TASK DIRECTIONS: Set down nothing except the lines starting at the one with "io::copy(&mut reader, &mut" and ending at the final line of the material, each word for word.

SOURCE MATERIAL:
-- -- --

//! Walk a source tree and replicate it into a destination.
//!
//! ## `sync` per-file protocol
//!
//! 1. Walk every non-directory entry under `source` (sorted, links not followed).
//! 2. Stat `destination/R` and classify it ([`crate::plan`]).
//! 3. Conflict without force → abort; earlier copies stay in place.
//! 4. Replace → remove the mismatched destination entry.
//! 5. Copy → create parent dirs, stream bytes, emit one `Copied` event.
//!
//! Directories are never entries of their own; they appear only as parents of
//! copied files. Nothing in the destination is ever deleted except to resolve
//! a conflict in force mode.

use std::fs;
use std::io::{self, ErrorKind};
use std::path::{Path, PathBuf};
use std::time::Duration;

use walkdir::WalkDir;

use taskpool_core::{CancelFlag, StatusBus, StatusEvent};

use crate::error::{io_err, SyncError};
use crate::plan::{compare, mismatch, CopyReason, EntryInfo, PlanAction, SyncPlanEntry};

/// Timestamps closer than this are treated as equal.
pub const DEFAULT_MTIME_TOLERANCE: Duration = Duration::from_secs(2);

// ---------------------------------------------------------------------------
// Options / report
// ---------------------------------------------------------------------------

#[derive(Debug, Clone)]
pub struct SyncOptions {
    /// Resolve file/directory conflicts by deleting the destination entry.
    pub force: bool,
    pub tolerance: Duration,
    pub cancel: CancelFlag,
}

impl Default for SyncOptions {
    fn default() -> Self {
        Self {
            force: false,
            tolerance: DEFAULT_MTIME_TOLERANCE,
            cancel: CancelFlag::new(),
        }
    }
}

impl SyncOptions {
    pub fn force(force: bool) -> Self {
        Self {
            force,
            ..Self::default()
        }
    }
}

/// Outcome of a completed sync.
#[derive(Debug, Clone, Default, PartialEq, Eq)]
pub struct SyncReport {
    /// Relative paths of files written, in walk order.
    pub copied: Vec<PathBuf>,
    /// Relative paths of destination entries removed to resolve conflicts.
    pub replaced: Vec<PathBuf>,
    pub skipped: usize,
}

impl SyncReport {
    pub fn is_noop(&self) -> bool {
        self.copied.is_empty() && self.replaced.is_empty()
    }
}

// ---------------------------------------------------------------------------
// Public entrypoints
// ---------------------------------------------------------------------------

/// Replicate `source` into `destination`.
///
/// A missing `source` is a no-op. The first conflict (without force) or I/O
/// failure aborts the sync with no rollback.
pub fn sync(
    source: &Path,
    destination: &Path,
    options: &SyncOptions,
    bus: &StatusBus,
) -> Result<SyncReport, SyncError> {
    let mut report = SyncReport::default();

    walk_files(source, |file| {
        if options.cancel.is_cancelled() {
            return Err(SyncError::Cancelled);
        }

        let entry = evaluate(&file, destination, options)?;
        let target = destination.join(&entry.relative_path);
        match entry.action {
            PlanAction::Skip => {
                tracing::debug!("up to date: {}", entry.relative_path.display());
                report.skipped += 1;
                return Ok(());
            }
            PlanAction::Conflict { at } => {
                tracing::warn!("conflict at {}", display_relative(&at));
                return Err(SyncError::Conflict {
                    destination: under(destination, &at),
                    relative: at,
                });
            }
            PlanAction::Replace { at } => {
                remove_entry(&under(destination, &at))?;
                let shown = if at.as_os_str().is_empty() {
                    PathBuf::from(".")
                } else {
                    at
                };
                bus.emit(StatusEvent::Replaced {
                    relative: shown.clone(),
                });
                report.replaced.push(shown);
            }
            PlanAction::Copy(reason) => {
                tracing::debug!("copy {} ({reason:?})", entry.relative_path.display());
            }
        }

        copy_file(&file.path, &target)?;
        bus.emit(StatusEvent::Copied {
            relative: entry.relative_path.clone(),
        });
        report.copied.push(entry.relative_path);
        Ok(())
    })?;

    tracing::info!(
        copied = report.copied.len(),
        replaced = report.replaced.len(),
        skipped = report.skipped,
        "synced {} -> {}",
        source.display(),
        destination.display(),
    );
    Ok(report)
}

/// Classify every source file without writing anything.
///
/// Conflicts are reported as entries rather than errors.
pub fn plan(
    source: &Path,
    destination: &Path,
    options: &SyncOptions,
) -> Result<Vec<SyncPlanEntry>, SyncError> {
    let mut entries = Vec::new();
    walk_files(source, |file| {
        entries.push(evaluate(&file, destination, options)?);
        Ok(())
    })?;
    Ok(entries)
}

// ---------------------------------------------------------------------------
// Walk
// ---------------------------------------------------------------------------

struct SourceFile {
    path: PathBuf,
    relative: PathBuf,
    info: EntryInfo,
}

fn walk_files(
    source: &Path,
    mut visit: impl FnMut(SourceFile) -> Result<(), SyncError>,
) -> Result<(), SyncError> {
    match fs::symlink_metadata(source) {
        Ok(_) => {}
        Err(err) if err.kind() == ErrorKind::NotFound => {
            tracing::debug!("source {} does not exist, nothing to sync", source.display());
            return Ok(());
        }
        Err(err) => return Err(io_err(source, err)),
    }

    for entry in WalkDir::new(source).follow_links(false).sort_by_file_name() {
        let entry = entry.map_err(|e| SyncError::Walk {
            root: source.to_path_buf(),
            source: e,
        })?;
        if entry.file_type().is_dir() {
            continue;
        }

        let metadata = if entry.path_is_symlink() {
            match fs::metadata(entry.path()) {
                Ok(meta) if meta.is_file() => meta,
                Ok(_) => {
                    tracing::warn!("skipping symlink to directory: {}", entry.path().display());
                    continue;
                }
                Err(err) => {
                    tracing::warn!("skipping dangling symlink {}: {err}", entry.path().display());
                    continue;
                }
            }
        } else {
            entry.metadata().map_err(|e| SyncError::Walk {
                root: source.to_path_buf(),
                source: e,
            })?
        };

        let relative = match entry.path().strip_prefix(source) {
            Ok(rel) if !rel.as_os_str().is_empty() => rel.to_path_buf(),
            // The source root is itself a file.
            _ => PathBuf::from(entry.file_name()),
        };

        visit(SourceFile {
            path: entry.path().to_path_buf(),
            relative,
            info: EntryInfo::from(&metadata),
        })?;
    }
    Ok(())
}

// ---------------------------------------------------------------------------
// Classification
// ---------------------------------------------------------------------------

fn evaluate(
    file: &SourceFile,
    destination: &Path,
    options: &SyncOptions,
) -> Result<SyncPlanEntry, SyncError> {
    let target = destination.join(&file.relative);
    let (dest_info, action) = match fs::metadata(&target) {
        Ok(meta) => {
            let dest_info = EntryInfo::from(&meta);
            let action = if dest_info.is_dir != file.info.is_dir {
                mismatch(file.relative.clone(), options.force)
            } else {
                compare(&file.info, &dest_info, options.tolerance)
            };
            (Some(dest_info), action)
        }
        Err(err) => match blocking_ancestor(destination, &file.relative)? {
            Some(at) => (None, mismatch(at, options.force)),
            None if err.kind() == ErrorKind::NotFound => {
                (None, PlanAction::Copy(CopyReason::Missing))
            }
            None => return Err(io_err(&target, err)),
        },
    };

    Ok(SyncPlanEntry {
        relative_path: file.relative.clone(),
        source: file.info,
        destination: dest_info,
        action,
    })
}

/// First ancestor of `relative` (shallowest first, starting with the
/// destination root itself as the empty path) that exists as something other
/// than a directory.
fn blocking_ancestor(destination: &Path, relative: &Path) -> Result<Option<PathBuf>, SyncError> {
    match fs::metadata(destination) {
        Ok(meta) if meta.is_dir() => {}
        Ok(_) => return Ok(Some(PathBuf::new())),
        Err(err) if err.kind() == ErrorKind::NotFound => return Ok(None),
        Err(err) => return Err(io_err(destination, err)),
    }

    let mut prefix = PathBuf::new();
    let mut components = relative.components().peekable();
    while let Some(component) = components.next() {
        if components.peek().is_none() {
            break;
        }
        prefix.push(component);
        let candidate = destination.join(&prefix);
        match fs::metadata(&candidate) {
            Ok(meta) if meta.is_dir() => continue,
            Ok(_) => return Ok(Some(prefix)),
            Err(err) if err.kind() == ErrorKind::NotFound => return Ok(None),
            Err(err) => return Err(io_err(&candidate, err)),
        }
    }
    Ok(None)
}

/// `destination/at`, where an empty `at` is the destination root.
fn under(destination: &Path, at: &Path) -> PathBuf {
    if at.as_os_str().is_empty() {
        destination.to_path_buf()
    } else {
        destination.join(at)
    }
}

pub(crate) fn display_relative(relative: &Path) -> std::path::Display<'_> {
    if relative.as_os_str().is_empty() {
        Path::new(".").display()
    } else {
        relative.display()
    }
}

// ---------------------------------------------------------------------------
// Filesystem mutations
// ---------------------------------------------------------------------------

fn remove_entry(path: &Path) -> Result<(), SyncError> {
    let meta = fs::symlink_metadata(path).map_err(|e| io_err(path, e))?;
    let result = if meta.is_dir() {
        fs::remove_dir_all(path)
    } else {
        fs::remove_file(path)
    };
    result.map_err(|e| io_err(path, e))
}

/// Stream `src` over `dst`, creating parent directories. A symlink at `dst`
/// is unlinked first so the write stays inside the destination tree. Partial
/// writes are left in place on failure.
fn copy_file(src: &Path, dst: &Path) -> Result<u64, SyncError> {
    if let Some(parent) = dst.parent() {
        fs::create_dir_all(parent).map_err(|e| io_err(parent, e))?;
    }
    if let Ok(meta) = fs::symlink_metadata(dst) {
        if meta.file_type().is_symlink() {
            tracing::debug!("unlinking destination symlink {}", dst.display());
            fs::remove_file(dst).map_err(|e| io_err(dst, e))?;
        }
    }
    let mut reader = fs::File::open(src).map_err(|e| io_err(src, e))?;
    let mut writer = fs::File::create(dst).map_err(|e| io_err(dst, e))?;
    io::copy(&mut reader, &mut writer).map_err(|e| io_err(dst, e))
}

// ---------------------------------------------------------------------------
// Tests
// ---------------------------------------------------------------------------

-- -- --

REPLY TO THE TASK:
    io::copy(&mut reader, &mut writer).map_err(|e| io_err(dst, e))
}

// ---------------------------------------------------------------------------
// Tests
// ---------------------------------------------------------------------------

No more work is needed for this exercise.